Notice the coverage peaks roughly centered around each protein-coding exon. Notice that there are several variants.
EXERCISE
Explore the TP53 sequence and answer the following questions. How many potential variants can you find? Are they SNVs or indels? Are they coding or non-coding? Are the homozygous or heterozygous? Are they germline or somatic? How can you tell?
Hint
Expand the Gene track to see where TP53 starts. In the collapsed view it appears to be contiguous with WRAP53 due to overlapping transcripts.
Hint
Zoom into the ~7-8kb region with coding exons (thicker than UTR). Look for colored bars in the coverage track for SNVs and stacks of black gaps (deletions) or purple bars (insertions).
Answer
There appear to be at least 5 SNVs, 1 insertion and 3 deletions. Two of the SNVs are in coding exons while the rest of the variants are intronic. Note: The 4 indels all look like potential artifacts due to their proximity to homopolymer stretches or repetitive sequences. All of the SNVs appear real and homozygous (or hemizygous). One SNV appears to be somatic. In all cases the VAFs of the SNVs are at or near 100% and one of them is only observed in the tumor.
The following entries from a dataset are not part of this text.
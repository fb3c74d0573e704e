use std::fmt::{Display, Formatter};
use std::sync::atomic::{AtomicUsize, Ordering};
use std::time::Instant;

use rocket::{
    fairing::{Fairing, Info, Kind},
    http::StatusClass,
    Data, Orbit, Request, Response, Rocket,
};

/// A unique identifier for a particular request.
#[derive(Debug, Copy, Clone, Eq, PartialEq, Ord, PartialOrd)]
pub struct RequestId(pub usize);

impl Display for RequestId {
    fn fmt(&self, f: &mut Formatter<'_>) -> std::fmt::Result {
        write!(f, "{}", self.0)
    }
}

impl RequestId {
    /// Atomically get the next ID. This wraps around back to zero if you somehow exceed a usize.
    pub fn next() -> RequestId {
        static REQUEST_ID_COUNTER: AtomicUsize = AtomicUsize::new(0);
        RequestId(REQUEST_ID_COUNTER.fetch_add(1, Ordering::Relaxed))
    }
}

/// When the request arrived, cached on the request.
#[derive(Debug, Copy, Clone)]
struct Received(Instant);

/// A rocket fairing that does global logging, e.g. logging every request and
/// response with how long it took.
#[derive(Debug, Copy, Clone)]
pub struct LoggerFairing;

#[rocket::async_trait]
impl Fairing for LoggerFairing {
    fn info(&self) -> Info {
        Info {
            name: "Logger",
            kind: Kind::Liftoff | Kind::Request | Kind::Response | Kind::Shutdown,
        }
    }

    async fn on_liftoff(&self, rocket: &Rocket<Orbit>) {
        let protocol = if rocket.config().tls_enabled() {
            "https"
        } else {
            "http"
        };
        let ip = &rocket.config().address;
        let port = &rocket.config().port;
        info!("Server launched on {protocol}://{ip}:{port}");
    }

    async fn on_request(&self, req: &mut Request<'_>, _data: &mut Data<'_>) {
        // Assign an ID and start the clock.
        let id = req.local_cache(RequestId::next);
        req.local_cache(|| Received(Instant::now()));
        // Log the incoming request.
        info!("->req{id} {} {}", req.method(), req.uri());
    }

    async fn on_response<'r>(&self, req: &'r Request<'_>, res: &mut Response<'r>) {
        let id = req.local_cache(RequestId::next);
        let elapsed = req.local_cache(|| Received(Instant::now())).0.elapsed();
        let code = res.status();
        // Get the matched route.
        let route = match req.route() {
            Some(r) => match r.name {
                Some(ref name) => format!("{name} ({})", r.uri),
                None => r.uri.to_string(),
            },
            None => "UNKNOWN ROUTE".to_string(),
        };
        // Log the outgoing response.
        let log_msg = format!("<-rsp{id} {code} {route} in {}ms", elapsed.as_millis());
        match code.class() {
            StatusClass::ServerError => error!("{log_msg}"),
            StatusClass::ClientError => warn!("{log_msg}"),
            _ => info!("{log_msg}"),
        }
    }

    async fn on_shutdown(&self, _rocket: &Rocket<Orbit>) {
        warn!("Shutdown requested, stopping gracefully...");
    }
}
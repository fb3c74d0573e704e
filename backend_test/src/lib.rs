use proc_macro::TokenStream;
use proc_macro2::TokenStream as TokenStream2;
use quote::{format_ident, quote};
use syn::{parse_macro_input, spanned::Spanned, FnArg, ItemFn, Pat, Signature, Type};

/// Transform an asynchronous test into a synchronous one and inject
/// dependencies.
///
/// Every test gets a fresh server over its own in-memory store. Injectable
/// dependencies are [`rocket::local::asynchronous::Client`] and
/// [`crate::store::MemoryStore`], the latter sharing state with the server.
#[proc_macro_attribute]
pub fn backend_test(_args: TokenStream, input: TokenStream) -> TokenStream {
    let mut item_fn = parse_macro_input!(input as ItemFn);

    // Extract type information and reject invalid function signatures.
    let test_args = match check_sig(item_fn.sig.clone()) {
        Ok(args) => args,
        Err(err) => {
            return err.into_compile_error().into();
        }
    };

    // Rename the future so the test can have its original name.
    let name = item_fn.sig.ident.clone();
    let new_name = format_ident!("{}_fut", name);
    item_fn.sig.ident = new_name.clone();

    // Rewrite the test function.
    quote! {
        #[test]
        fn #name() {
            // Tests enter backend code, so enable logging.
            log4rs_test_utils::test_logging::init_logging_once_for(
                ["geopoll_backend"],
                None,
                None,
            );

            /// Test setup.
            async fn setup() -> (rocket::local::asynchronous::Client, crate::store::MemoryStore) {
                let store = crate::store::MemoryStore::new();
                let rocket_client = rocket::local::asynchronous::Client::tracked(crate::rocket_for_store(store.clone()))
                    .await
                    .unwrap();
                (rocket_client, store)
            }

            /// The test itself.
            #item_fn

            let runtime = rocket::tokio::runtime::Builder::new_multi_thread()
                .thread_name("rocket-worker-test-thread")
                .worker_threads(1)
                .enable_all()
                .build()
                .unwrap();

            runtime.block_on(async {
                #[allow(unused_variables)]
                let (rocket_client, store) = setup().await;
                #new_name(#(#test_args),*).await;
            });
        }
    }
    .into()
}

/// Ensure the wrapped test is async, extract parameters to inject, and reject unknown parameters.
fn check_sig(sig: Signature) -> Result<Vec<TokenStream2>, syn::Error> {
    if sig.asyncness.is_none() {
        return Err(syn::Error::new(sig.span(), "Test must be marked `async`"));
    }

    let mut has_client = false;
    let mut has_store = false;
    let mut args = vec![];

    for input in &sig.inputs {
        if let FnArg::Typed(pat_type) = input {
            if let Pat::Ident(_) = &*pat_type.pat {
                if let Type::Path(type_path) = &*pat_type.ty {
                    // Valid as the last path segment for any type is itself
                    let type_ident = &type_path.path.segments.last().unwrap().ident;
                    if type_ident == "Client" {
                        if has_client {
                            return Err(syn::Error::new(input.span(), "Test cannot accept more than one `rocket::local::asynchronous::Client`"));
                        }
                        has_client = true;
                        args.push(quote! { rocket_client });
                        continue;
                    } else if type_ident == "MemoryStore" {
                        if has_store {
                            return Err(syn::Error::new(
                                input.span(),
                                "Test cannot accept more than one `MemoryStore`",
                            ));
                        }
                        has_store = true;
                        args.push(quote! { store.clone() });
                        continue;
                    }
                }
            }
        }

        return Err(syn::Error::new(
            input.span(),
            "Expected one of `client_ident: Client` or `store_ident: MemoryStore`",
        ));
    }

    Ok(args)
}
This is one the variants you should have found in TP53. Which one?
Now, try viewing the reads as read pairs. How big do your fragments look?
Answer
The fragment sizes vary. But, estimating by eye, and clicking on a few read pairs to get the insert size, it appears that fragments are in the 200-500bp range
Here is a representative region showing reads in paired mode.
Considering TP53, what does the average coverage look like?
Hint
The exons of TP53 have coverage peaks ranging from ~100 to 200X. On average there appears to be ~150X coverage for coding exons.
Try loading the .bed file for the exome reagent. Browse your instance for the NimbleGen SeqCap_EZ_Exome_v3 bed file that we downloaded in the Annotation Module. As before, use the File
-> Load from URL...
option. The URL should look something like (don’t forget to substitute your number for #
):
- http://s#.pmbio.org/inputs/references/exome/SeqCap_EZ_Exome_v3_hg38_primary_targets.v2.bed
How does the coverage pattern compare to the coordinates of targeted regions?
Answer
As expected, the targeted regions closely overlap the coding exons.
Load the WGS BAMs
Lets start a new session and load the WGS BAMs, your URLs should look like these:
- http://s#.pmbio.org/align/WGS_Norm_merged_sorted_mrkdup_bqsr.bam
- http://s#.pmbio.org/align/WGS_Tumor_merged_sorted_mrkdup_bqsr.bam
Using the URLs above:
- If IGV is already running, start a new session with
File
->New Session
- Load the bam files (using the URLs above) with
File
->Load from URL
- Rename the tracks (e.g., WGS Norm Coverage, WGS Norm BAM, WGS Tumor Coverage, WGS Tumor BAM) by right-clicking on each track and selecting
Rename Track
- Save session with
File
->Save Session
View WGS alignments for an example gene
Once again, let’s take a look at TP53 on chr17. Simply type TP53
into the search box and hit Go
or enter.
What does the average WGS coverage look like for Normal and Tumor? How does it differ from the exome coverage pattern? What about the fragment sizes?
Answer
The WGS Normal sample appears to have average coverage of ~50X whereas the normal has average coverage of ~75X. In general the fragment sizes seem a little larger, with a wider range, from ~250bp to ~600
Color alignments by library or read group by right-clicking on each alignment data track and selecting Color alignments by
-> library
or Color alignments by
-> read group
. How many read groups and libraries are there?
Answer
There were three libraries sequenced across 5 lanes. Lane has been used as read group in this case
Explore on your own
Spend some time scrolling around and zooming in and out to get a feel for the WGS data.
- Can you find any regions of low coverage? What are they correlated with?
- What is different between the variant allele fractions of the normal and tumor? What could explain this?
- What else of interest can you find?